━━━ TASK INPUTS

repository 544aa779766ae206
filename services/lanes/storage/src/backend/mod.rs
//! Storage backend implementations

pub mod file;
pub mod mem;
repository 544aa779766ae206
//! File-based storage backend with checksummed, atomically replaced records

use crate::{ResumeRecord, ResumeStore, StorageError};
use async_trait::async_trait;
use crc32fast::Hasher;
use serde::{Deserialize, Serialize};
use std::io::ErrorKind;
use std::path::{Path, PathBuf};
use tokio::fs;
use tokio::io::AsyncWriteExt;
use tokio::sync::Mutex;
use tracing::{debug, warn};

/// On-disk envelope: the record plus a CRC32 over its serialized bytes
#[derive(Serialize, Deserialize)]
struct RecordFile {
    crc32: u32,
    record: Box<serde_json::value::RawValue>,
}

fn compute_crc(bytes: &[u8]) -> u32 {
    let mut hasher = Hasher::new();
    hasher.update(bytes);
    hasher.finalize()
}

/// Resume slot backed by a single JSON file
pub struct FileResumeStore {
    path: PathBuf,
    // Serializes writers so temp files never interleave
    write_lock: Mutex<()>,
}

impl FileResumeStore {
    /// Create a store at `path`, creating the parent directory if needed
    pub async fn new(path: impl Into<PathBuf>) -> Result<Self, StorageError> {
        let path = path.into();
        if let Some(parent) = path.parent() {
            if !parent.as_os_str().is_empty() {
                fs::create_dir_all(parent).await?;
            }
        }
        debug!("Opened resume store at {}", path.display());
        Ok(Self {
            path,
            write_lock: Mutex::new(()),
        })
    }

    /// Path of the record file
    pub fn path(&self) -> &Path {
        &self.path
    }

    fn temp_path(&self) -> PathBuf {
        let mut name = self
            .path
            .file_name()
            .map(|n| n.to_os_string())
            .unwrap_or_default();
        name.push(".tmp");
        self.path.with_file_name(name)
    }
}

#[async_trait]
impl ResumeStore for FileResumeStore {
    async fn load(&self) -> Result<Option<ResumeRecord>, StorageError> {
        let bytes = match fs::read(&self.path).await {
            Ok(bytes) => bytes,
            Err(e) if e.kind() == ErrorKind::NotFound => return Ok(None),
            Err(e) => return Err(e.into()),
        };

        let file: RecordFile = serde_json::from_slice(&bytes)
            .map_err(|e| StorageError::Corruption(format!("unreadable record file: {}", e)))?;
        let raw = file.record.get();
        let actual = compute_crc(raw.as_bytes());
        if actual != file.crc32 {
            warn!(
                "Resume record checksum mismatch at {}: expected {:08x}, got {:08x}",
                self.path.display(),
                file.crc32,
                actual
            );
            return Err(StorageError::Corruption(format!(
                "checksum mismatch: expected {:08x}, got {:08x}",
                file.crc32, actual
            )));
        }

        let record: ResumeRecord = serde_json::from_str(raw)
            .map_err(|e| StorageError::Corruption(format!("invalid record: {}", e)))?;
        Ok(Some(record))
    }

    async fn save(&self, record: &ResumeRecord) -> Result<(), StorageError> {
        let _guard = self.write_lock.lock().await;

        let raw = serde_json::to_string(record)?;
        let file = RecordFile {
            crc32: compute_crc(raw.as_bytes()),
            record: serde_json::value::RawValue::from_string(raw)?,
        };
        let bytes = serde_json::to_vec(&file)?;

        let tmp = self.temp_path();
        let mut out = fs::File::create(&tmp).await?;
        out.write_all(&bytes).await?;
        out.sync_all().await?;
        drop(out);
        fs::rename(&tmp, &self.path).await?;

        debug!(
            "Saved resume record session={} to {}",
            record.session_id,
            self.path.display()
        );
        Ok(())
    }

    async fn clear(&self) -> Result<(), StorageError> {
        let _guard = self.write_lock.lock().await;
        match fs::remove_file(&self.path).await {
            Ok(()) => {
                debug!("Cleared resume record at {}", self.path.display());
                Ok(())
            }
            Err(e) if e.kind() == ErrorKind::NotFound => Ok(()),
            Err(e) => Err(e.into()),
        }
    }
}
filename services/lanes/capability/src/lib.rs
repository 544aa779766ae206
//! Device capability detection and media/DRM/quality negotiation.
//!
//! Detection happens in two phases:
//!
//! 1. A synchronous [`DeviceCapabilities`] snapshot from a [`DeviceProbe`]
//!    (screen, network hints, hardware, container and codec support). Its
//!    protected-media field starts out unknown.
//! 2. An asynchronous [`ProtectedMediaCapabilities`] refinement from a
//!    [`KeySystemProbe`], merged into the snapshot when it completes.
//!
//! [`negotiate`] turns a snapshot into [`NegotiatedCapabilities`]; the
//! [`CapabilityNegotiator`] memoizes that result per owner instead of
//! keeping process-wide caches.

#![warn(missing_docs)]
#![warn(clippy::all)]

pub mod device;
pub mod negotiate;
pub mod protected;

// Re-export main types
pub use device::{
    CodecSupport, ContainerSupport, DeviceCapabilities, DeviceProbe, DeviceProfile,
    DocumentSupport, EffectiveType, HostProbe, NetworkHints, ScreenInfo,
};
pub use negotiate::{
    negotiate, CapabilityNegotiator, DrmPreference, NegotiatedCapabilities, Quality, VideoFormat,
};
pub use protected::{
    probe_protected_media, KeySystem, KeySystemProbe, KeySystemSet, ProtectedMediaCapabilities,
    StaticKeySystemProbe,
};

━━━━━━
━━━ TASK INPUTS

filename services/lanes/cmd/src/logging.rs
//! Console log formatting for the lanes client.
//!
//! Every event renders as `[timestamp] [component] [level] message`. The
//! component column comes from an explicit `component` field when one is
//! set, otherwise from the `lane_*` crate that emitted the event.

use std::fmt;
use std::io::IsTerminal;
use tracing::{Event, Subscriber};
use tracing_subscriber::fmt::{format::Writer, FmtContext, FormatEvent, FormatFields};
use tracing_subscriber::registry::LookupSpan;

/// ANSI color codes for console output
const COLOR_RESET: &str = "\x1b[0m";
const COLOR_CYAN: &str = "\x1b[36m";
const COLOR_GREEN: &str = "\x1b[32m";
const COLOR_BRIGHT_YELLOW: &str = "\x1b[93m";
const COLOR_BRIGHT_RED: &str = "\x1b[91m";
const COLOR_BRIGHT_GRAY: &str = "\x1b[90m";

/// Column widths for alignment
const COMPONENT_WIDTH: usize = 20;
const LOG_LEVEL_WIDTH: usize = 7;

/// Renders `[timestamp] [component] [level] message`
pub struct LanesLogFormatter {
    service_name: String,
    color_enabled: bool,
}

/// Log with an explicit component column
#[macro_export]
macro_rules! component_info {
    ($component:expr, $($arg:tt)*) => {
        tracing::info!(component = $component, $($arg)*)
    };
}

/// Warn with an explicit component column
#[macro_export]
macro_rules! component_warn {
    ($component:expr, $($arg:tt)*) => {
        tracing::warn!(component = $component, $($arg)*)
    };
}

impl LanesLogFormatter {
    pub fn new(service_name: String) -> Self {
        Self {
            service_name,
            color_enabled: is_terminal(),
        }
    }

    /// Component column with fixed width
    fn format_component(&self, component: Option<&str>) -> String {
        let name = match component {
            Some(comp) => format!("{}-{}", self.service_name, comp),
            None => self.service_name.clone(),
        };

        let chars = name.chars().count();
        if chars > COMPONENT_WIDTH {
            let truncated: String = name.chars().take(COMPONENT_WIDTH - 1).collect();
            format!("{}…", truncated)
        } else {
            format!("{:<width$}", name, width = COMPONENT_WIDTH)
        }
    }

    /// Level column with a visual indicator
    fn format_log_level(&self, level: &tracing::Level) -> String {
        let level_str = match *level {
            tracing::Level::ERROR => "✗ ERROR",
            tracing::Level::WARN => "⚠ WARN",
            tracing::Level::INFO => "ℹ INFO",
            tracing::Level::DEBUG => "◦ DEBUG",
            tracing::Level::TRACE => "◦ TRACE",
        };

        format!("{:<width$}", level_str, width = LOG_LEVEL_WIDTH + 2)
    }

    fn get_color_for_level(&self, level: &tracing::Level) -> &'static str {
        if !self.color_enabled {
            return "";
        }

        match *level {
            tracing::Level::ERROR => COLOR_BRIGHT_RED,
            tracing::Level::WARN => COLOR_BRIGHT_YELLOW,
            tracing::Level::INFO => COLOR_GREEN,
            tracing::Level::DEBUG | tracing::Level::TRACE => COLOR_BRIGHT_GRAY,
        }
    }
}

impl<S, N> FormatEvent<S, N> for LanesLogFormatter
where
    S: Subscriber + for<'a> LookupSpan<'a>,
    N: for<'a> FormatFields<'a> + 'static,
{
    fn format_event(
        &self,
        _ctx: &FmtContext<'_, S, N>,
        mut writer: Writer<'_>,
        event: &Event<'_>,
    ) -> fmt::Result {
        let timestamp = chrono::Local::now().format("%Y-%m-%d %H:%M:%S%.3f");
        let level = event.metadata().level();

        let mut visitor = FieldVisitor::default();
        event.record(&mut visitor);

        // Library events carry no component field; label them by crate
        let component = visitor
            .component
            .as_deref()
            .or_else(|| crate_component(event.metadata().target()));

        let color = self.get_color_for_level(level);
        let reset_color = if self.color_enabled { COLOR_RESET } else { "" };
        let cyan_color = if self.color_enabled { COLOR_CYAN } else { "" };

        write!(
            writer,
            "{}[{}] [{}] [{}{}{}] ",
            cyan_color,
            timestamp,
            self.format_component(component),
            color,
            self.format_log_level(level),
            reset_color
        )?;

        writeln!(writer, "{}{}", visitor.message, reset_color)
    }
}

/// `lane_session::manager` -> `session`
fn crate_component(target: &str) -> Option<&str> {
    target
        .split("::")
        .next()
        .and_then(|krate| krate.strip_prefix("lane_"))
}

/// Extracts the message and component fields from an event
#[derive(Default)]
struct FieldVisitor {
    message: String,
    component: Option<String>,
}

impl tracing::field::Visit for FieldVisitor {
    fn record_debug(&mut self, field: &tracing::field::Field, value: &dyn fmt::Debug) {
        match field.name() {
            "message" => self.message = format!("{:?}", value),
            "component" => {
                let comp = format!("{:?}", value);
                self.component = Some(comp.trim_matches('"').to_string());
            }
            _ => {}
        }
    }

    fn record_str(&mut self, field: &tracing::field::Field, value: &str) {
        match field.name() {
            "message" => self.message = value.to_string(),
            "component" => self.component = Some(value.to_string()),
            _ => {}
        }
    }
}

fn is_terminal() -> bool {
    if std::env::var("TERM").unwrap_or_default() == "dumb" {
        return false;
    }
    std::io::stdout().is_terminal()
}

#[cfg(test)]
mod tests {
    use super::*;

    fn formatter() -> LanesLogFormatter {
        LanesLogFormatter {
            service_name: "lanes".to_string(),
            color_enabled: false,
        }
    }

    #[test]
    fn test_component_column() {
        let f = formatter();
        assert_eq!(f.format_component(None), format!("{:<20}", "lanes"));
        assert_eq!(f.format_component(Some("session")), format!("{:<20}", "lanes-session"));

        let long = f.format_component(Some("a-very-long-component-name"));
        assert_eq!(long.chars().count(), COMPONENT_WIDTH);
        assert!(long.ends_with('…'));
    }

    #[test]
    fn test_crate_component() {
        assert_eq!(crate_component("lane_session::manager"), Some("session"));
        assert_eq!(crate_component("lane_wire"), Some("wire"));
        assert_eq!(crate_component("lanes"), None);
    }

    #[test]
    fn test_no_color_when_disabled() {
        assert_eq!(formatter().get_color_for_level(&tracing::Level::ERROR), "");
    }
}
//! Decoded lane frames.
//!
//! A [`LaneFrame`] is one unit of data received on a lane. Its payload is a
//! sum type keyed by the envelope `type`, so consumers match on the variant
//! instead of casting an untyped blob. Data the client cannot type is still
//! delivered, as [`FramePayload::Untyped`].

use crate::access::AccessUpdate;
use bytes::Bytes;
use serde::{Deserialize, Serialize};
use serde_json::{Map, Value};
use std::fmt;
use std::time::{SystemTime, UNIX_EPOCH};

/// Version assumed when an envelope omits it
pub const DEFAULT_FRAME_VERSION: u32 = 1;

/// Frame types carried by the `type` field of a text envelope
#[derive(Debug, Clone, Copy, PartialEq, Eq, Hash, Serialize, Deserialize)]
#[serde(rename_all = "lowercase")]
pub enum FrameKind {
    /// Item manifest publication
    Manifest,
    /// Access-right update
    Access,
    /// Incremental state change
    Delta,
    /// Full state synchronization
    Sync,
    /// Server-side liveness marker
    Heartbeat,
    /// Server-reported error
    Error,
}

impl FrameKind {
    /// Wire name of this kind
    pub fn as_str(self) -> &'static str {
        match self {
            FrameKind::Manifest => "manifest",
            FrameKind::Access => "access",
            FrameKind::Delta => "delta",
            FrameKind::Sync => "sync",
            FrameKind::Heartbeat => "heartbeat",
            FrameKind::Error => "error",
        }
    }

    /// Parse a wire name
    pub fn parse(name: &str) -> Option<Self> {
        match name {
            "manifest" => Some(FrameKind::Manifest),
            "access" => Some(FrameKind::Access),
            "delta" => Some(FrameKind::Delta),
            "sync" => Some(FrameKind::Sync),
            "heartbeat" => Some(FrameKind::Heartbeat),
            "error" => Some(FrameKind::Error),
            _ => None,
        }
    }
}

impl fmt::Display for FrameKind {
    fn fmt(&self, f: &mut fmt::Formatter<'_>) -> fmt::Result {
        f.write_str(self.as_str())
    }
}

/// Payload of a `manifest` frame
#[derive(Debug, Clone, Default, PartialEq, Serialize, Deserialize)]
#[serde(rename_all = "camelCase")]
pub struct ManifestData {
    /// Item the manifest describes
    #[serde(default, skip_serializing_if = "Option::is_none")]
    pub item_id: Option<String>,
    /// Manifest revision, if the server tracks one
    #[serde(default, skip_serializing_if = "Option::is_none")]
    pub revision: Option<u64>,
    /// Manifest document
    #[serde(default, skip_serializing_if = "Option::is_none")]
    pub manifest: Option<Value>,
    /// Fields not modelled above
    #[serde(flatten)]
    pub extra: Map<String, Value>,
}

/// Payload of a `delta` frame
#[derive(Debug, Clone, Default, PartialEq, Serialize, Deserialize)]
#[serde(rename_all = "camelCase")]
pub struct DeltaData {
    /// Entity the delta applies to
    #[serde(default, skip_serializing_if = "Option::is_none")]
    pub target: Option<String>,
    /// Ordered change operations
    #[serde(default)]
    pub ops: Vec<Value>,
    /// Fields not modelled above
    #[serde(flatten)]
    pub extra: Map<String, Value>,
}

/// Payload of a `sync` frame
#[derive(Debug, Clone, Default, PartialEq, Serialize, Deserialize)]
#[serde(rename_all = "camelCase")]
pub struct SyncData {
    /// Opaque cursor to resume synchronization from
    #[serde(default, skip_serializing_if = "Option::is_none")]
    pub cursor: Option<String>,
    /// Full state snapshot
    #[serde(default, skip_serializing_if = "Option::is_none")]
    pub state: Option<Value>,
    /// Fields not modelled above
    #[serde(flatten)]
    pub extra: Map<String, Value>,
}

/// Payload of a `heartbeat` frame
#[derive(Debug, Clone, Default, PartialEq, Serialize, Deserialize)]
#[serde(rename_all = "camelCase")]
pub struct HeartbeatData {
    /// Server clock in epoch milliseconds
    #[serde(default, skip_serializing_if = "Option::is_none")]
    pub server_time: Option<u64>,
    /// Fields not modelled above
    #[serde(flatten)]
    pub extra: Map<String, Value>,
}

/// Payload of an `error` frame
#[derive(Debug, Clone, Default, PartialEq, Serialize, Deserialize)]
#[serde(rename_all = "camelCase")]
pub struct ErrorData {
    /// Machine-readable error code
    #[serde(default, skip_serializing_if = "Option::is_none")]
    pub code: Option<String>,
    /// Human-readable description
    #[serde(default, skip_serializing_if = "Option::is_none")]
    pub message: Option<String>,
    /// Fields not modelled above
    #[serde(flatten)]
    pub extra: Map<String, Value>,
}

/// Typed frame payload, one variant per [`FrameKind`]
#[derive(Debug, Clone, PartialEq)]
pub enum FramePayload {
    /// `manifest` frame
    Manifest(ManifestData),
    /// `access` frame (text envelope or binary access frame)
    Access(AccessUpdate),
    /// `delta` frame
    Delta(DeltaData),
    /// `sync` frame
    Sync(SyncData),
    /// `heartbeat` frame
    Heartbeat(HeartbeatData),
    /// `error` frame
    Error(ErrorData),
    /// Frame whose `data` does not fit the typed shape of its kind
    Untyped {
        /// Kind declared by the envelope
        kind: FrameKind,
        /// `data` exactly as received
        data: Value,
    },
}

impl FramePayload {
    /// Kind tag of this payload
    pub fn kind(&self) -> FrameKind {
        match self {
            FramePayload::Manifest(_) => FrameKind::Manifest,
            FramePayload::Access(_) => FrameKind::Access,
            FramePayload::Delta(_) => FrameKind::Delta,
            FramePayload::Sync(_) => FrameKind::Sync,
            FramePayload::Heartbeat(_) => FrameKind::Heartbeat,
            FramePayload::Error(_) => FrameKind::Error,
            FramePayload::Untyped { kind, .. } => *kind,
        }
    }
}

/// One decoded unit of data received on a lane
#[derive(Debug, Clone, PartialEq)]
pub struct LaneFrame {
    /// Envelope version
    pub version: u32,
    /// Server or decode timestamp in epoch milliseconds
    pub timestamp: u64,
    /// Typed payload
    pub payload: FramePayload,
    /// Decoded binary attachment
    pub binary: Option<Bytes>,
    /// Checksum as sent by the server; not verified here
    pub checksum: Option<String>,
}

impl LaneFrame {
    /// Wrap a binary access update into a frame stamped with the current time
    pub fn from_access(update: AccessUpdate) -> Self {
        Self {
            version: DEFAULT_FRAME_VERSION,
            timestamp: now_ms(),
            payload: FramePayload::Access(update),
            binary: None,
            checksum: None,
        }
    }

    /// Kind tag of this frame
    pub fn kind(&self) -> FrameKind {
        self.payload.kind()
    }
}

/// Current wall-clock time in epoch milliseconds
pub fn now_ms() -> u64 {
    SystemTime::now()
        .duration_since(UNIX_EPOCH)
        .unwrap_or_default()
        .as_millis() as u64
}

━━━━━━

* EXERCISE DETAILS: Give only the number of lines in the data that hold the string "Corruption".

* EXERCISE OUTPUT: 3